What to produce: Copy every line below where the string "list" is found.

Input data:
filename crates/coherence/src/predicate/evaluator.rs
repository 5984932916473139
// SPDX-License-Identifier: Apache-2.0 OR MIT
// Copyright (c) 2025-2026 naskel.com

//! Predicate evaluation against row keys.
//!
//! Comparisons involving NULL are false (SQL three-valued logic collapsed to
//! false); only `IS NULL` / `IS NOT NULL` test for it.

use super::parser::{Expression, Operand, Operator};
use super::PredicateError;
use crate::event::{RowKey, Value};
use std::borrow::Cow;
use std::cmp::Ordering;

pub(crate) fn evaluate(expr: &Expression, row: &RowKey) -> Result<bool, PredicateError> {
    match expr {
        Expression::True => Ok(true),

        Expression::Comparison { left, op, right } => {
            let l = resolve(left, row)?;
            let r = resolve(right, row)?;
            compare(&l, *op, &r)
        }

        Expression::In { operand, list } => {
            let value = resolve(operand, row)?;
            for candidate in list {
                let candidate = resolve(candidate, row)?;
                if compare(&value, Operator::Eq, &candidate)? {
                    return Ok(true);
                }
            }
            Ok(false)
        }

        Expression::IsNull { operand, negated } => {
            let value = resolve(operand, row)?;
            Ok(value.is_null() != *negated)
        }

        Expression::And(left, right) => {
            if !evaluate(left, row)? {
                return Ok(false);
            }
            evaluate(right, row)
        }

        Expression::Or(left, right) => {
            if evaluate(left, row)? {
                return Ok(true);
            }
            evaluate(right, row)
        }

        Expression::Not(inner) => Ok(!evaluate(inner, row)?),
    }
}

fn resolve<'a>(operand: &'a Operand, row: &'a RowKey) -> Result<Cow<'a, Value>, PredicateError> {
    Ok(match operand {
        Operand::Integer(n) => Cow::Owned(Value::Int(*n)),
        Operand::Float(f) => Cow::Owned(Value::Float(*f)),
        Operand::String(s) => Cow::Owned(Value::Str(s.clone())),
        Operand::Boolean(b) => Cow::Owned(Value::Bool(*b)),
        Operand::Null => Cow::Owned(Value::Null),
        Operand::Field(name) => Cow::Borrowed(
            row.get(name)
                .ok_or_else(|| PredicateError::UnknownField(name.clone()))?,
        ),
    })
}

fn compare(left: &Value, op: Operator, right: &Value) -> Result<bool, PredicateError> {
    if left.is_null() || right.is_null() {
        return Ok(false);
    }

    if op == Operator::Like {
        return match (left, right) {
            (Value::Str(text), Value::Str(pattern)) => Ok(like_match(text, pattern)),
            _ => Err(PredicateError::TypeMismatch(
                "LIKE requires string operands".to_string(),
            )),
        };
    }

    match (left, right) {
        (Value::Int(a), Value::Int(b))
        | (Value::Timestamp(a), Value::Timestamp(b))
        | (Value::Timestamp(a), Value::Int(b))
        | (Value::Int(a), Value::Timestamp(b)) => Ok(apply(a.cmp(b), op)),
        (Value::Float(a), Value::Float(b)) => Ok(compare_float(*a, op, *b)),
        (Value::Int(a), Value::Float(b)) => Ok(compare_float(*a as f64, op, *b)),
        (Value::Float(a), Value::Int(b)) => Ok(compare_float(*a, op, *b as f64)),
        (Value::Str(a), Value::Str(b)) => Ok(apply(a.cmp(b), op)),
        (Value::Bool(a), Value::Bool(b)) => equality_only(a == b, op, "Boolean"),
        (Value::Bytes(a), Value::Bytes(b)) => equality_only(a == b, op, "Bytes"),
        _ => Err(PredicateError::TypeMismatch(format!(
            "cannot compare {} with {}",
            left, right
        ))),
    }
}

fn apply(ordering: Ordering, op: Operator) -> bool {
    match op {
        Operator::Gt => ordering == Ordering::Greater,
        Operator::Lt => ordering == Ordering::Less,
        Operator::Ge => ordering != Ordering::Less,
        Operator::Le => ordering != Ordering::Greater,
        Operator::Eq => ordering == Ordering::Equal,
        Operator::Ne => ordering != Ordering::Equal,
        Operator::Like => false,
    }
}

fn equality_only(equal: bool, op: Operator, kind: &str) -> Result<bool, PredicateError> {
    match op {
        Operator::Eq => Ok(equal),
        Operator::Ne => Ok(!equal),
        _ => Err(PredicateError::TypeMismatch(format!(
            "{} only supports = and <>",
            kind
        ))),
    }
}

fn compare_float(a: f64, op: Operator, b: f64) -> bool {
    const EPSILON: f64 = 1e-9;
    match op {
        Operator::Gt => a > b,
        Operator::Lt => a < b,
        Operator::Ge => a >= b || (a - b).abs() < EPSILON,
        Operator::Le => a <= b || (a - b).abs() < EPSILON,
        Operator::Eq => (a - b).abs() < EPSILON,
        Operator::Ne => (a - b).abs() >= EPSILON,
        Operator::Like => false,
    }
}

/// SQL LIKE: `%` matches any run (including empty), `_` exactly one char.
fn like_match(text: &str, pattern: &str) -> bool {
    let text: Vec<char> = text.chars().collect();
    let pattern: Vec<char> = pattern.chars().collect();

    // iterative matcher with single backtrack point
    let (mut t, mut p) = (0usize, 0usize);
    let mut star: Option<(usize, usize)> = None;
    while t < text.len() {
        if p < pattern.len() && (pattern[p] == '_' || pattern[p] == text[t]) {
            t += 1;
            p += 1;
        } else if p < pattern.len() && pattern[p] == '%' {
            star = Some((p, t));
            p += 1;
        } else if let Some((sp, st)) = star {
            p = sp + 1;
            t = st + 1;
            star = Some((sp, st + 1));
        } else {
            return false;
        }
    }
    pattern[p..].iter().all(|&c| c == '%')
}
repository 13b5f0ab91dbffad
use crate::common::*;

pub const DEFAULT_MONITOR_DB_PATH: &str = "data/monitor_runs.db";

fn default_monitor_db_path() -> String {
    DEFAULT_MONITOR_DB_PATH.to_string()
}

#[derive(Debug, Clone, Deserialize, Serialize, Getters)]
#[getset(get = "pub")]
pub struct SqliteConfig {
    #[serde(default = "default_monitor_db_path")]
    pub monitor_db_path: String,
    pub qcodes_db_path: Option<String>,
}

impl Default for SqliteConfig {
    fn default() -> Self {
        Self {
            monitor_db_path: default_monitor_db_path(),
            qcodes_db_path: None,
        }
    }
}
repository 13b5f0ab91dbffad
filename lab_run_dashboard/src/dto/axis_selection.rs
use crate::common::*;

use crate::errors::dashboard_error::*;

#[doc = r#"
    Parameters the user put on each axis of the experiment chart.

    # Fields
    * `x` - X axis parameter
    * `y` - Y axis parameter
    * `color` - color parameter, only used by the heatmap chart
"#]
#[derive(Debug, Clone, PartialEq, Eq, Serialize, Deserialize, Getters, new)]
#[getset(get = "pub")]
pub struct AxisSelection {
    pub x: String,
    pub y: String,
    pub color: Option<String>,
}

impl AxisSelection {
    #[doc = r#"
        Default picker positions: first parameter on X, second (or first) on Y,
        third (or first) as color.
    "#]
    pub fn default_for(parameters: &[String]) -> Result<Self, DashboardError> {
        let first: &String = parameters.first().ok_or_else(|| {
            DashboardError::InvalidSelection("no parameters to select from".to_string())
        })?;

        let y: &String = parameters.get(1).unwrap_or(first);
        let color: &String = parameters.get(2).unwrap_or(first);

        Ok(AxisSelection::new(
            first.clone(),
            y.clone(),
            Some(color.clone()),
        ))
    }

    #[doc = "Fills unset pickers from the defaults"]
    pub fn resolve(
        parameters: &[String],
        x: Option<&str>,
        y: Option<&str>,
        color: Option<&str>,
    ) -> Result<Self, DashboardError> {
        let defaults: AxisSelection = AxisSelection::default_for(parameters)?;

        Ok(AxisSelection::new(
            x.map(str::to_string).unwrap_or(defaults.x),
            y.map(str::to_string).unwrap_or(defaults.y),
            color.map(str::to_string).or(defaults.color),
        ))
    }

    #[doc = r#"
        Every chosen name must be one of the loaded parameters.
        `color` is only checked when the chart draws it (`with_color`).
    "#]
    pub fn validate(&self, parameters: &[String], with_color: bool) -> Result<(), DashboardError> {
        let color: Option<&String> = self.color.as_ref().filter(|_| with_color);
        let chosen = [Some(&self.x), Some(&self.y), color];

        for name in chosen.into_iter().flatten() {
            if !parameters.iter().any(|param| param == name) {
                return Err(DashboardError::InvalidSelection(format!(
                    "parameter '{}' is not one of {:?}",
                    name, parameters
                )));
            }
        }

        Ok(())
    }
}
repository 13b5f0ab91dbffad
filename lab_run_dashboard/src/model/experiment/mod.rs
pub mod experiment_dataset;
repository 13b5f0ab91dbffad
use crate::common::*;

use crate::errors::dashboard_error::*;

#[doc = "Chart kinds offered by the live (polling) view"]
#[derive(Debug, Clone, Copy, PartialEq, Eq, Hash, Serialize, Deserialize)]
#[serde(rename_all = "lowercase")]
pub enum ChartKind {
    Scatter,
    Line,
    Surface,
    Histogram,
}

impl ChartKind {
    pub fn as_str(&self) -> &'static str {
        match self {
            ChartKind::Scatter => "scatter",
            ChartKind::Line => "line",
            ChartKind::Surface => "surface",
            ChartKind::Histogram => "histogram",
        }
    }
}

impl Display for ChartKind {
    fn fmt(&self, f: &mut fmt::Formatter<'_>) -> fmt::Result {
        write!(f, "{}", self.as_str())
    }
}

impl FromStr for ChartKind {
    type Err = DashboardError;

    #[doc = "Accepts the english names (any case) and the Chinese control-panel labels"]
    fn from_str(label: &str) -> Result<Self, Self::Err> {
        match label.trim().to_lowercase().as_str() {
            "scatter" | "散點圖" => Ok(ChartKind::Scatter),
            "line" | "線圖" => Ok(ChartKind::Line),
            "surface" | "表面圖" => Ok(ChartKind::Surface),
            "histogram" | "直方圖" => Ok(ChartKind::Histogram),
            _ => Err(DashboardError::InvalidSelection(format!(
                "unknown chart kind '{}'",
                label
            ))),
        }
    }
}
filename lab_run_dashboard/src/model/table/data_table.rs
use crate::common::*;

use crate::errors::dashboard_error::*;
use crate::model::table::cell::*;

#[doc = r#"
    Column-oriented table: column name → cells, in insertion order.

    Every column always holds `row_count` cells. Rows pushed with a column the
    table has not seen yet backfill that column with `Cell::Null`, and columns
    missing from a pushed row receive `Cell::Null` for that row.
"#]
#[derive(Debug, Clone, Default, PartialEq)]
pub struct DataTable {
    columns: IndexMap<String, Vec<Cell>>,
    row_count: usize,
}

impl DataTable {
    pub fn new() -> Self {
        Self::default()
    }

    #[cfg(test)]
    #[doc = "Builds a table from whole columns; all columns must share one length"]
    pub fn from_columns<I, S>(columns: I) -> anyhow::Result<Self>
    where
        I: IntoIterator<Item = (S, Vec<Cell>)>,
        S: Into<String>,
    {
        let mut table: DataTable = DataTable::new();

        for (name, cells) in columns {
            let name: String = name.into();

            if !table.columns.is_empty() && cells.len() != table.row_count {
                return Err(anyhow!(
                    "[DataTable->from_columns] column '{}' has {} rows, expected {}",
                    name,
                    cells.len(),
                    table.row_count
                ));
            }

            table.row_count = cells.len();
            table.columns.insert(name, cells);
        }

        Ok(table)
    }

    #[doc = "Adds an empty column unless it already exists"]
    pub fn ensure_column(&mut self, name: &str) {
        if !self.columns.contains_key(name) {
            self.columns
                .insert(name.to_string(), vec![Cell::Null; self.row_count]);
        }
    }

    pub fn push_row<I, S>(&mut self, row: I)
    where
        I: IntoIterator<Item = (S, Cell)>,
        S: Into<String>,
    {
        for (name, cell) in row {
            let name: String = name.into();
            self.ensure_column(&name);

            if let Some(cells) = self.columns.get_mut(&name) {
                /* 같은 행에서 동일 컬럼이 반복되면 마지막 값을 사용 */
                if cells.len() > self.row_count {
                    cells.pop();
                }
                cells.push(cell);
            }
        }

        self.row_count += 1;

        for cells in self.columns.values_mut() {
            if cells.len() < self.row_count {
                cells.push(Cell::Null);
            }
        }
    }

    pub fn row_count(&self) -> usize {
        self.row_count
    }

    #[cfg(test)]
    pub fn is_empty(&self) -> bool {
        self.row_count == 0
    }

    pub fn column_names(&self) -> Vec<&str> {
        self.columns.keys().map(String::as_str).collect()
    }

    #[cfg(test)]
    pub fn has_column(&self, name: &str) -> bool {
        self.columns.contains_key(name)
    }

    pub fn column(&self, name: &str) -> Option<&[Cell]> {
        self.columns.get(name).map(Vec::as_slice)
    }

    #[doc = "Like `column`, but an absent column is a `SchemaMismatch`"]
    pub fn require_column(&self, name: &str) -> Result<&[Cell], DashboardError> {
        self.column(name)
            .ok_or_else(|| DashboardError::SchemaMismatch(name.to_string()))
    }

    #[doc = "Text rendering of the first `max_rows` rows, used for log previews"]
    pub fn preview(&self, max_rows: usize) -> String {
        let names: Vec<&str> = self.column_names();
        let shown: usize = self.row_count.min(max_rows);

        let rendered: Vec<Vec<String>> = (0..shown)
            .map(|row| {
                self.columns
                    .values()
                    .map(|cells| cells[row].to_string())
                    .collect()
            })
            .collect();

        let widths: Vec<usize> = names
            .iter()
            .enumerate()
            .map(|(idx, name)| {
                rendered
                    .iter()
                    .map(|r| r[idx].chars().count())
                    .chain(std::iter::once(name.chars().count()))
                    .max()
                    .unwrap_or(0)
            })
            .collect();

        let format_line = |cells: Vec<&str>| -> String {
            cells
                .iter()
                .zip(&widths)
                .map(|(cell, width)| format!("{:<width$}", cell, width = *width))
                .collect::<Vec<String>>()
                .join(" | ")
                .trim_end()
                .to_string()
        };

        let mut lines: Vec<String> = vec![format_line(names.clone())];
        for row in &rendered {
            lines.push(format_line(row.iter().map(String::as_str).collect()));
        }

        if self.row_count > shown {
            lines.push(format!("... {} more rows", self.row_count - shown));
        }

        lines.join("\n")
    }
}
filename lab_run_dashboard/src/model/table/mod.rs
pub mod cell;
pub mod data_table;
use crate::common::*;

use crate::model::table::cell::*;
use crate::utils_modules::{sqlite_utils::*, traits::*};

#[doc = r#"
    One row of the monitor `runs` table.

    # Fields
    * `id` - primary key assigned by sqlite, strictly increasing; used as the polling watermark
    * `timestamp` - DATETIME column, kept as the stored text
    * `parameters` - free-form description of the run
    * `data` - opaque payload; a JSON object payload is exposed as extra table columns
"#]
#[derive(Debug, Clone, PartialEq, Serialize, Deserialize, Getters, new)]
#[getset(get = "pub")]
pub struct RunRecord {
    pub id: i64,
    pub timestamp: Option<String>,
    pub parameters: Option<String>,
    pub data: Option<Vec<u8>>,
}

impl RunRecord {
    #[doc = "Fields of the payload when it is a JSON object, in key order; empty otherwise"]
    pub fn payload_fields(&self) -> Vec<(String, Cell)> {
        let Some(bytes) = self.data.as_deref() else {
            return Vec::new();
        };

        match serde_json::from_slice::<Value>(bytes) {
            Ok(Value::Object(map)) => map
                .iter()
                .map(|(key, value)| (key.clone(), Cell::from_json(value)))
                .collect(),
            _ => {
                debug!(
                    "[RunRecord->payload_fields] run {} payload is not a JSON object",
                    self.id
                );
                Vec::new()
            }
        }
    }
}

impl FromSqliteRow for RunRecord {
    fn from_sqlite_row(row: &SqliteRow) -> Result<Self, anyhow::Error> {
        let id: i64 = row
            .try_get("id")
            .context("[RunRecord->from_sqlite_row] Missing or invalid 'id'")?;
        /* DATETIME 컬럼은 숫자(julianday, epoch)로 저장될 수도 있음 */
        let timestamp: Option<String> = match decode_cell(row, "timestamp")
            .context("[RunRecord->from_sqlite_row] Missing or invalid 'timestamp'")?
        {
            Cell::Null => None,
            cell => Some(cell.to_string()),
        };
        let parameters: Option<String> = row
            .try_get("parameters")
            .context("[RunRecord->from_sqlite_row] Missing or invalid 'parameters'")?;
        let data: Option<Vec<u8>> = row
            .try_get("data")
            .context("[RunRecord->from_sqlite_row] Missing or invalid 'data'")?;

        Ok(RunRecord::new(id, timestamp, parameters, data))
    }
}

#[cfg(test)]
mod tests {
    use super::*;

    #[test]
    fn json_object_payload_is_flattened() {
        let record: RunRecord = RunRecord::new(
            1,
            None,
            None,
            Some(br#"{"voltage": 0.5, "current": 2}"#.to_vec()),
        );

        let fields: Vec<(String, Cell)> = record.payload_fields();
        assert!(fields.contains(&("voltage".to_string(), Cell::Float(0.5))));
        assert!(fields.contains(&("current".to_string(), Cell::Int(2))));
    }

    #[test]
    fn opaque_payload_has_no_fields() {
        let binary: RunRecord = RunRecord::new(1, None, None, Some(vec![0xde, 0xad]));
        let array: RunRecord = RunRecord::new(2, None, None, Some(b"[1,2]".to_vec()));
        let empty: RunRecord = RunRecord::new(3, None, None, None);

        assert!(binary.payload_fields().is_empty());
        assert!(array.payload_fields().is_empty());
        assert!(empty.payload_fields().is_empty());
    }
}
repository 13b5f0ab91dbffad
pub mod env_config;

Expected answer:
        Expression::In { operand, list } => {
            for candidate in list {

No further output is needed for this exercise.